**What is required**: Output the full listing verbatim.

**The data**:
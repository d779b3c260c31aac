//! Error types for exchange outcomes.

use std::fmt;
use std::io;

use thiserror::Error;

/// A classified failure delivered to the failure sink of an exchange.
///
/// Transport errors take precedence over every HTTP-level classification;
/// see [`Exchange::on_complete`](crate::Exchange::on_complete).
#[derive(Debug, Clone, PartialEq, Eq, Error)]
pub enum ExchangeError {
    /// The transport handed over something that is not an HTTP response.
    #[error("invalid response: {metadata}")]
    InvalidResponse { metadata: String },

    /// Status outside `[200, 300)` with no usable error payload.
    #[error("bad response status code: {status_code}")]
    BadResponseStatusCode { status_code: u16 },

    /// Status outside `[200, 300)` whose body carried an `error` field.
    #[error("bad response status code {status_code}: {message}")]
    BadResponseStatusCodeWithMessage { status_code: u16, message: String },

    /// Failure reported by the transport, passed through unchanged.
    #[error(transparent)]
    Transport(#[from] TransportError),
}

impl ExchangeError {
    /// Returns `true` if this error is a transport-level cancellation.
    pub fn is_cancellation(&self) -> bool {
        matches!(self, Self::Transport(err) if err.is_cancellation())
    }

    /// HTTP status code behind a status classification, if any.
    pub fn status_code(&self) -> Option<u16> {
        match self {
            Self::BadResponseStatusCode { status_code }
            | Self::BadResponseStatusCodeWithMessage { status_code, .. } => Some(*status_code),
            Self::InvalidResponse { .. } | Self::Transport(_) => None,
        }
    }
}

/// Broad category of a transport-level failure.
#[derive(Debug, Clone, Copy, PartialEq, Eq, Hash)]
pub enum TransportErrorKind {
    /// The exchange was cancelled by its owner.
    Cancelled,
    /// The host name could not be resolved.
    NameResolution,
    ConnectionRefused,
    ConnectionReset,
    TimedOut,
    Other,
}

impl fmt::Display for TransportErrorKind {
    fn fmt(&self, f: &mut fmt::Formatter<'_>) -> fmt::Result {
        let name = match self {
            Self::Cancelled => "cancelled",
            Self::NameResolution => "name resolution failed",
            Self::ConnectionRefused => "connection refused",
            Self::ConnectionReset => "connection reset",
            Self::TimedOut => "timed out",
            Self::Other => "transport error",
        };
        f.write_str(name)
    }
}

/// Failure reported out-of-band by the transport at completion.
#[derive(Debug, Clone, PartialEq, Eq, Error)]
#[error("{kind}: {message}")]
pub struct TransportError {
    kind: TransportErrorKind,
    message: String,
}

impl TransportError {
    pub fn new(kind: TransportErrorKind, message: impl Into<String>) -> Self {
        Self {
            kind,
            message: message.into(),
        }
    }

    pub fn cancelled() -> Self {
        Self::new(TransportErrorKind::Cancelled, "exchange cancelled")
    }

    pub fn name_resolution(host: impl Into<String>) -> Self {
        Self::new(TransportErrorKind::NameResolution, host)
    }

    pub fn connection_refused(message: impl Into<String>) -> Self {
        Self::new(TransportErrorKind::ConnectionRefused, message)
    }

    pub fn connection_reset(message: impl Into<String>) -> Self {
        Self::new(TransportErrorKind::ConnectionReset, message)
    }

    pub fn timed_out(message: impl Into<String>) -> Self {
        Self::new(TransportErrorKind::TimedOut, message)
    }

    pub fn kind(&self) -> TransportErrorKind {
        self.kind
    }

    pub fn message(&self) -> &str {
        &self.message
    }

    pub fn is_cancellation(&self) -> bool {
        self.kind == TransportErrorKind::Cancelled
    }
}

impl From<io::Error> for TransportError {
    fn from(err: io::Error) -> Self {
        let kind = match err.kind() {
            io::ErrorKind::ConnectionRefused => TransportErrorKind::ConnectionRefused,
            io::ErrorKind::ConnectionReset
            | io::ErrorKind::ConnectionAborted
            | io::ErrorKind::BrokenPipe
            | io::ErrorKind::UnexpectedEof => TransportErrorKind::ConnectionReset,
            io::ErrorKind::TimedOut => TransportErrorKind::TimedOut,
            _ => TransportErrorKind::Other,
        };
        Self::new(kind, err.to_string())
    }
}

**Response area**:
repository d779b3c260c31aac
//! Error types for exchange outcomes.

use std::fmt;
use std::io;

use thiserror::Error;

/// A classified failure delivered to the failure sink of an exchange.
///
/// Transport errors take precedence over every HTTP-level classification;
/// see [`Exchange::on_complete`](crate::Exchange::on_complete).
#[derive(Debug, Clone, PartialEq, Eq, Error)]
pub enum ExchangeError {
    /// The transport handed over something that is not an HTTP response.
    #[error("invalid response: {metadata}")]
    InvalidResponse { metadata: String },

    /// Status outside `[200, 300)` with no usable error payload.
    #[error("bad response status code: {status_code}")]
    BadResponseStatusCode { status_code: u16 },

    /// Status outside `[200, 300)` whose body carried an `error` field.
    #[error("bad response status code {status_code}: {message}")]
    BadResponseStatusCodeWithMessage { status_code: u16, message: String },

    /// Failure reported by the transport, passed through unchanged.
    #[error(transparent)]
    Transport(#[from] TransportError),
}

impl ExchangeError {
    /// Returns `true` if this error is a transport-level cancellation.
    pub fn is_cancellation(&self) -> bool {
        matches!(self, Self::Transport(err) if err.is_cancellation())
    }

    /// HTTP status code behind a status classification, if any.
    pub fn status_code(&self) -> Option<u16> {
        match self {
            Self::BadResponseStatusCode { status_code }
            | Self::BadResponseStatusCodeWithMessage { status_code, .. } => Some(*status_code),
            Self::InvalidResponse { .. } | Self::Transport(_) => None,
        }
    }
}

/// Broad category of a transport-level failure.
#[derive(Debug, Clone, Copy, PartialEq, Eq, Hash)]
pub enum TransportErrorKind {
    /// The exchange was cancelled by its owner.
    Cancelled,
    /// The host name could not be resolved.
    NameResolution,
    ConnectionRefused,
    ConnectionReset,
    TimedOut,
    Other,
}

impl fmt::Display for TransportErrorKind {
    fn fmt(&self, f: &mut fmt::Formatter<'_>) -> fmt::Result {
        let name = match self {
            Self::Cancelled => "cancelled",
            Self::NameResolution => "name resolution failed",
            Self::ConnectionRefused => "connection refused",
            Self::ConnectionReset => "connection reset",
            Self::TimedOut => "timed out",
            Self::Other => "transport error",
        };
        f.write_str(name)
    }
}

/// Failure reported out-of-band by the transport at completion.
#[derive(Debug, Clone, PartialEq, Eq, Error)]
#[error("{kind}: {message}")]
pub struct TransportError {
    kind: TransportErrorKind,
    message: String,
}

impl TransportError {
    pub fn new(kind: TransportErrorKind, message: impl Into<String>) -> Self {
        Self {
            kind,
            message: message.into(),
        }
    }

    pub fn cancelled() -> Self {
        Self::new(TransportErrorKind::Cancelled, "exchange cancelled")
    }

    pub fn name_resolution(host: impl Into<String>) -> Self {
        Self::new(TransportErrorKind::NameResolution, host)
    }

    pub fn connection_refused(message: impl Into<String>) -> Self {
        Self::new(TransportErrorKind::ConnectionRefused, message)
    }

    pub fn connection_reset(message: impl Into<String>) -> Self {
        Self::new(TransportErrorKind::ConnectionReset, message)
    }

    pub fn timed_out(message: impl Into<String>) -> Self {
        Self::new(TransportErrorKind::TimedOut, message)
    }

    pub fn kind(&self) -> TransportErrorKind {
        self.kind
    }

    pub fn message(&self) -> &str {
        &self.message
    }

    pub fn is_cancellation(&self) -> bool {
        self.kind == TransportErrorKind::Cancelled
    }
}

impl From<io::Error> for TransportError {
    fn from(err: io::Error) -> Self {
        let kind = match err.kind() {
            io::ErrorKind::ConnectionRefused => TransportErrorKind::ConnectionRefused,
            io::ErrorKind::ConnectionReset
            | io::ErrorKind::ConnectionAborted
            | io::ErrorKind::BrokenPipe
            | io::ErrorKind::UnexpectedEof => TransportErrorKind::ConnectionReset,
            io::ErrorKind::TimedOut => TransportErrorKind::TimedOut,
            _ => TransportErrorKind::Other,
        };
        Self::new(kind, err.to_string())
    }
}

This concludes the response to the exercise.